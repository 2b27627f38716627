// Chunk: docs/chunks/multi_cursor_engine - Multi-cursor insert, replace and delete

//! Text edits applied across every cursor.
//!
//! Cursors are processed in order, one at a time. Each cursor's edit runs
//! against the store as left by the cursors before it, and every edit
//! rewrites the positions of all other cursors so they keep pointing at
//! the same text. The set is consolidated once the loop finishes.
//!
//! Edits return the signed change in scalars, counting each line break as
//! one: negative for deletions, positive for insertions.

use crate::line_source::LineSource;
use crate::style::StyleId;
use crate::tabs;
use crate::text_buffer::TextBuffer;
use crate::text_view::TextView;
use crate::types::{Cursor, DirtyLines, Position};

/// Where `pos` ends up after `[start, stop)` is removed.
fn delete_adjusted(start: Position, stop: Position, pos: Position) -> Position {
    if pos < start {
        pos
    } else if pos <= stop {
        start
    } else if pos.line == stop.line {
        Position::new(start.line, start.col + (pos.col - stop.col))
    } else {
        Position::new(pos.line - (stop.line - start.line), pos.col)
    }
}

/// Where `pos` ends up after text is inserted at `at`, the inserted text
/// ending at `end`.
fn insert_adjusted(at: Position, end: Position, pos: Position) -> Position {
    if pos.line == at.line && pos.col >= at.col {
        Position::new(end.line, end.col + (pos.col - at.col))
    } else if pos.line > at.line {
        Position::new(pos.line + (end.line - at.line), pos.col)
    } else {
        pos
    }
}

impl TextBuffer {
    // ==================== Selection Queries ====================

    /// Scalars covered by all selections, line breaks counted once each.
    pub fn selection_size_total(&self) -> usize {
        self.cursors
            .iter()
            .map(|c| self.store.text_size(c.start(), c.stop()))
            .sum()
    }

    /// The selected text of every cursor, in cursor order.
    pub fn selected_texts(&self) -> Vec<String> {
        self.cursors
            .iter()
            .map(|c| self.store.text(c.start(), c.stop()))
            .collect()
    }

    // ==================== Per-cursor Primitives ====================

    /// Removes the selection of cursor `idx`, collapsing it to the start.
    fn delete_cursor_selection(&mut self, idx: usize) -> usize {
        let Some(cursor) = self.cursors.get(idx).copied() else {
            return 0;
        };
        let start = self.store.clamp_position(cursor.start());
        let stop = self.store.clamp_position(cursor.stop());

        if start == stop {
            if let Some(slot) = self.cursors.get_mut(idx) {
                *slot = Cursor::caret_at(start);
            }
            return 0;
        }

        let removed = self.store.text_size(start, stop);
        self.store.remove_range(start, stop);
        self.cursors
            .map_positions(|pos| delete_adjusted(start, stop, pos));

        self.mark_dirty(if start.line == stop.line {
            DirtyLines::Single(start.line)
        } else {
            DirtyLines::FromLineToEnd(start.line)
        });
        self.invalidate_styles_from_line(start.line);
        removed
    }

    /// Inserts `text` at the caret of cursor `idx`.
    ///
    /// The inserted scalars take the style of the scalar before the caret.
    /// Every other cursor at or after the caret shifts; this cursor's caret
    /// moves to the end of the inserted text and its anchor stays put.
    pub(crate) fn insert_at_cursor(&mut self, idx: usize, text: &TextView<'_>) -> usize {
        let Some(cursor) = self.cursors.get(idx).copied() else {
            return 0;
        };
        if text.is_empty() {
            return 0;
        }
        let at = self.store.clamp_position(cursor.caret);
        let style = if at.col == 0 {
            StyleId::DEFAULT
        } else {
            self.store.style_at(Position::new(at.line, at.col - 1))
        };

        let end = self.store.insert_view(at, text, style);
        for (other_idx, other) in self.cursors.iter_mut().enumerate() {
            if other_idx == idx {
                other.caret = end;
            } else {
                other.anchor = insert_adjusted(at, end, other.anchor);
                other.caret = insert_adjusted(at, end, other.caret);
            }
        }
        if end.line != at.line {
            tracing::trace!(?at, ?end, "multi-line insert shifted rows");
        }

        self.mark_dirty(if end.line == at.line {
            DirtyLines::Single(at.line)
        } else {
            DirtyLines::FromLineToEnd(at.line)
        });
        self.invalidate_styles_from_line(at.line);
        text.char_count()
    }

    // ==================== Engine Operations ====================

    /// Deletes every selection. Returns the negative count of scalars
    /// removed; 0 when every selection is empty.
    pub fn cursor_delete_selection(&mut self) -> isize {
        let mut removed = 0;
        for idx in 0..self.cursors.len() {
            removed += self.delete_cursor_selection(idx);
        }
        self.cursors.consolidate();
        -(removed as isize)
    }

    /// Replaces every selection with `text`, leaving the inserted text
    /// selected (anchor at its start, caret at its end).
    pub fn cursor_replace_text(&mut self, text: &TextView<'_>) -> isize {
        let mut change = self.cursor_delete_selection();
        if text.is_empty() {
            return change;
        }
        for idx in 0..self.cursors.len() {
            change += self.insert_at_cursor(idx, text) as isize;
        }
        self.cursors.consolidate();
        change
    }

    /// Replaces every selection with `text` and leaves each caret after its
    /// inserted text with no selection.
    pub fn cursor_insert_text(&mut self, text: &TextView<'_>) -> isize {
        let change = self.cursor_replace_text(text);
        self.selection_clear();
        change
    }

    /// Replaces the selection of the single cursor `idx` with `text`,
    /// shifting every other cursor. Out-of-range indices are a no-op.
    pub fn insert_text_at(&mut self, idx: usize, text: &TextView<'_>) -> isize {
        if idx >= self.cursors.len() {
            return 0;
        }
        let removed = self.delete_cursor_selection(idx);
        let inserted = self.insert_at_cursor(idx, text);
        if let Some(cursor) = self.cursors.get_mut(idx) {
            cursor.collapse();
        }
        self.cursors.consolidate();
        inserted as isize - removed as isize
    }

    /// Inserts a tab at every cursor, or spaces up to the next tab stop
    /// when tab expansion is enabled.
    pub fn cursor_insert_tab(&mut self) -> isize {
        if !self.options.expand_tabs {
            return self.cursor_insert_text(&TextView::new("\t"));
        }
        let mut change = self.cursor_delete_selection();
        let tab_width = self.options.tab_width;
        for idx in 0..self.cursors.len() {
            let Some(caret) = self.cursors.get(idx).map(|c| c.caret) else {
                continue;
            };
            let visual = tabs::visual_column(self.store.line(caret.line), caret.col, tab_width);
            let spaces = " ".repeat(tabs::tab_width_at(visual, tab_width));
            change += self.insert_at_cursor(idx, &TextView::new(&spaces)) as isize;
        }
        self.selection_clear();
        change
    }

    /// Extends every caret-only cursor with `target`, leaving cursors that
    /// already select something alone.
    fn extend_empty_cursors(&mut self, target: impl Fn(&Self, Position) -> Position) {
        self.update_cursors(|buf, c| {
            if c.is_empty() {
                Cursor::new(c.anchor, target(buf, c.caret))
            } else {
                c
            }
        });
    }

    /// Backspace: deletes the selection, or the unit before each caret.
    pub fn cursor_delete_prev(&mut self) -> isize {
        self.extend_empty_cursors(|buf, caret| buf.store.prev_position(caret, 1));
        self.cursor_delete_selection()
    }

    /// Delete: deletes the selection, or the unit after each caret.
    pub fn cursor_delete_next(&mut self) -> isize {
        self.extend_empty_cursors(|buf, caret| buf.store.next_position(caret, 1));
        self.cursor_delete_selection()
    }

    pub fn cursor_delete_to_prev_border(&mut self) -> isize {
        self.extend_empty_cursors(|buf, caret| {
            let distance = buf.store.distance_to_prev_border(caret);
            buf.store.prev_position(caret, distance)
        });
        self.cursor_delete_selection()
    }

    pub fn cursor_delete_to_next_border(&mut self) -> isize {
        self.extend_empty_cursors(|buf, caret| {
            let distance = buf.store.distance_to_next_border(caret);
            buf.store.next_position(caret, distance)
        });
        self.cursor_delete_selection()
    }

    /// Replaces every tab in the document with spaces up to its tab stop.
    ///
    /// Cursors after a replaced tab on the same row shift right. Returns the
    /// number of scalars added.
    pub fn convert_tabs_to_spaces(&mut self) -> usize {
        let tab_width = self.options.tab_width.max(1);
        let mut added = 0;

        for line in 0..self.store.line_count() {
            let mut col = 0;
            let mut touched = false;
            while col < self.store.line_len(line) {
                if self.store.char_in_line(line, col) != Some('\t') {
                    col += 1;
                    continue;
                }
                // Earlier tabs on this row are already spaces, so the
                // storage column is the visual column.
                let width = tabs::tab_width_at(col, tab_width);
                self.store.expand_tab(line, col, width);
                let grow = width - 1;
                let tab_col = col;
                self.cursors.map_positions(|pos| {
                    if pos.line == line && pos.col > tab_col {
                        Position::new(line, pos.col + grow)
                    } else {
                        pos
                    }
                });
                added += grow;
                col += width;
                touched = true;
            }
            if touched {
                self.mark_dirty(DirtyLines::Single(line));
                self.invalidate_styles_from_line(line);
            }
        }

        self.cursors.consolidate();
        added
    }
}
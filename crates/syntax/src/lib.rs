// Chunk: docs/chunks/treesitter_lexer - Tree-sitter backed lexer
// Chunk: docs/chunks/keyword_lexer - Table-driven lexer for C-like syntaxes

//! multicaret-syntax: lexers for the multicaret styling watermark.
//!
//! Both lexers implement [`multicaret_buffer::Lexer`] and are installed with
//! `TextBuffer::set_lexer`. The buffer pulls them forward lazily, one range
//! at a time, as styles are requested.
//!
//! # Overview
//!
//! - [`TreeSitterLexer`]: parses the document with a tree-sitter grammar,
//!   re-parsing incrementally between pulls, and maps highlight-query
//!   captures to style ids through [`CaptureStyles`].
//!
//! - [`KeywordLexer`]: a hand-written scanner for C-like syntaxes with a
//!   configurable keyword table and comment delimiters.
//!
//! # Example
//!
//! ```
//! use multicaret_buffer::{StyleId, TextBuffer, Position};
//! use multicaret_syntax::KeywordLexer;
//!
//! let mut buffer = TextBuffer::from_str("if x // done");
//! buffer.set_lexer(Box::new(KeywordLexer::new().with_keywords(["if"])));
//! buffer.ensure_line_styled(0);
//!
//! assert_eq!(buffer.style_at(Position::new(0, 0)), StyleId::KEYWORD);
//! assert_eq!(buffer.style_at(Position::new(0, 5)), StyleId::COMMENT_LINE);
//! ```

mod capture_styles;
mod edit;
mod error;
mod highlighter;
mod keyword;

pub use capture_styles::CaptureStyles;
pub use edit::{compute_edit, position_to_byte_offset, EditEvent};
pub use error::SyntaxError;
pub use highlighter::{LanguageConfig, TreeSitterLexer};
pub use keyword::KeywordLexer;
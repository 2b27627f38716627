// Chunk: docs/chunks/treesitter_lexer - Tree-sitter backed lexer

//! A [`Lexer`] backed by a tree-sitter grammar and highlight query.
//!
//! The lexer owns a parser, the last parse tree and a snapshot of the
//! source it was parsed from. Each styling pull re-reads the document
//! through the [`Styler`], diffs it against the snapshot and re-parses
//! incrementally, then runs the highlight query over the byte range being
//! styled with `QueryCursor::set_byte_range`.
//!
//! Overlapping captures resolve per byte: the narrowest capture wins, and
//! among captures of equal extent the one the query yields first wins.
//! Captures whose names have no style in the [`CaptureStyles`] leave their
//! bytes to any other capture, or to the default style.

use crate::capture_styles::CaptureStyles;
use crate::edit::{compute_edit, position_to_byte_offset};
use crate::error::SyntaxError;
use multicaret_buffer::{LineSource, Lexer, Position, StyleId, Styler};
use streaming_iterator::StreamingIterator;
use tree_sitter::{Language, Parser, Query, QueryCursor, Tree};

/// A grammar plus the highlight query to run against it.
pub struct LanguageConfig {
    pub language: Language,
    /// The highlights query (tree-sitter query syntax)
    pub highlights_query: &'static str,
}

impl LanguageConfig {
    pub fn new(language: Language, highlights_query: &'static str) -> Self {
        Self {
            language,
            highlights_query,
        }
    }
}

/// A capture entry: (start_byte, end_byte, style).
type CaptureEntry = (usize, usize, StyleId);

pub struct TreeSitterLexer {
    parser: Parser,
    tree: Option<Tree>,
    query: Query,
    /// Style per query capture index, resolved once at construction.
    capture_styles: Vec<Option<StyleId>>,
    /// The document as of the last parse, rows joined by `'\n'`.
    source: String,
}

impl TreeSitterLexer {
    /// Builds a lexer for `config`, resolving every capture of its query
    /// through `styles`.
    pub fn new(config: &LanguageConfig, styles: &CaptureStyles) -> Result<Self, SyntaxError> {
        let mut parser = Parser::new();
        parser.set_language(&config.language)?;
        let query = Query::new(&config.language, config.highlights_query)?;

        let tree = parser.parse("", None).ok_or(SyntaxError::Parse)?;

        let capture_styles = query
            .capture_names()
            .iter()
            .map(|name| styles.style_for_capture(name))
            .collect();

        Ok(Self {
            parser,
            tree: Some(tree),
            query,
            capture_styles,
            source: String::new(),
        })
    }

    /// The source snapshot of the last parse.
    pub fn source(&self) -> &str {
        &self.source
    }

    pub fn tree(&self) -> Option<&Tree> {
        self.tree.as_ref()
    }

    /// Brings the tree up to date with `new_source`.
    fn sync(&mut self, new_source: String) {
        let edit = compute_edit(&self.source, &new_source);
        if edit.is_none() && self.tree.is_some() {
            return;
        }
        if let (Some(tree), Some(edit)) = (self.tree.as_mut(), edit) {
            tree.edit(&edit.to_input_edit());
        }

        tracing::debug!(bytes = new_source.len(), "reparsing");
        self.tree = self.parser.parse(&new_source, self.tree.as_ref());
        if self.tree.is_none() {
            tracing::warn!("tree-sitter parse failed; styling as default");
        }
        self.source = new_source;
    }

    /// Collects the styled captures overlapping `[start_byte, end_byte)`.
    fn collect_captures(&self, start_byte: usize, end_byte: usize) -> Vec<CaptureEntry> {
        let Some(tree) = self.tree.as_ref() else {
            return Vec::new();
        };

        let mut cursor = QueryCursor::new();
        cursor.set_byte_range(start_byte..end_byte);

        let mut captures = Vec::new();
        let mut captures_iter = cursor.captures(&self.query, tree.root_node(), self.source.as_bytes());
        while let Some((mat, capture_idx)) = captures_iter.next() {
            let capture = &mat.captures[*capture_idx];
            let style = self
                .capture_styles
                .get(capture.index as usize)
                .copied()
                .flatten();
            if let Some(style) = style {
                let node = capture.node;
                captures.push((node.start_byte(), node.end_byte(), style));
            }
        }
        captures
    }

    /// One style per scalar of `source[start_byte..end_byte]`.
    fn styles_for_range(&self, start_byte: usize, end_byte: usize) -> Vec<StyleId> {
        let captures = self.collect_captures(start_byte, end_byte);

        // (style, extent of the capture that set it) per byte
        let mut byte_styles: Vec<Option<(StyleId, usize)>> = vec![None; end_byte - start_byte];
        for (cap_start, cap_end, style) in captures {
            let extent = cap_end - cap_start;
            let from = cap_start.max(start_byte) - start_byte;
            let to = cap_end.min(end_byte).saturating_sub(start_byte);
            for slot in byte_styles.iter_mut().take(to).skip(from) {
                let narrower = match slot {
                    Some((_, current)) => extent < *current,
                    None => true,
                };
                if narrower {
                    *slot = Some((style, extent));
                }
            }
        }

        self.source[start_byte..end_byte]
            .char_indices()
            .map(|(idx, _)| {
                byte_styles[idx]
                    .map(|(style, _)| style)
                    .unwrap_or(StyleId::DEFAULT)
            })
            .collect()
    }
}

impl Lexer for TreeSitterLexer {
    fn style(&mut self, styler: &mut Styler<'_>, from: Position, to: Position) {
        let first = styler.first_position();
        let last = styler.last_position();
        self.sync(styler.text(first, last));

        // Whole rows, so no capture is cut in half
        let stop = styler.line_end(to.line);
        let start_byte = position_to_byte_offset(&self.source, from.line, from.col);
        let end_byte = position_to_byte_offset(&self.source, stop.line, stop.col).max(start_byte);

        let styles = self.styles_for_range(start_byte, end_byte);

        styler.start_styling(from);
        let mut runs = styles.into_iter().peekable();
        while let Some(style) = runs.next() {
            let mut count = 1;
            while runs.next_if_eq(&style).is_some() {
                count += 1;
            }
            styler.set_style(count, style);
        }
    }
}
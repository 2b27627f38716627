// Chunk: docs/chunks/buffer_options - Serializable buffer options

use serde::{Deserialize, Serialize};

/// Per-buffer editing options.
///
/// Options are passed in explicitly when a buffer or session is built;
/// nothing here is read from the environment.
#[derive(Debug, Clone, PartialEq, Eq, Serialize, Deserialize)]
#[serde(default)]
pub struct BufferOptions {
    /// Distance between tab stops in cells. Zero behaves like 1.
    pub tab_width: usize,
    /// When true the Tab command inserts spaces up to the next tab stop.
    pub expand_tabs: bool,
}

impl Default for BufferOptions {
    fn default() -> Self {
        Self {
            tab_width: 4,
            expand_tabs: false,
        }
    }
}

---------------

*To do*: All lines of the records above that contain the word "time" are to be copied out.

*Your response*:
//! Cursors are processed in order, one at a time. Each cursor's edit runs
//! at a time, as styles are requested.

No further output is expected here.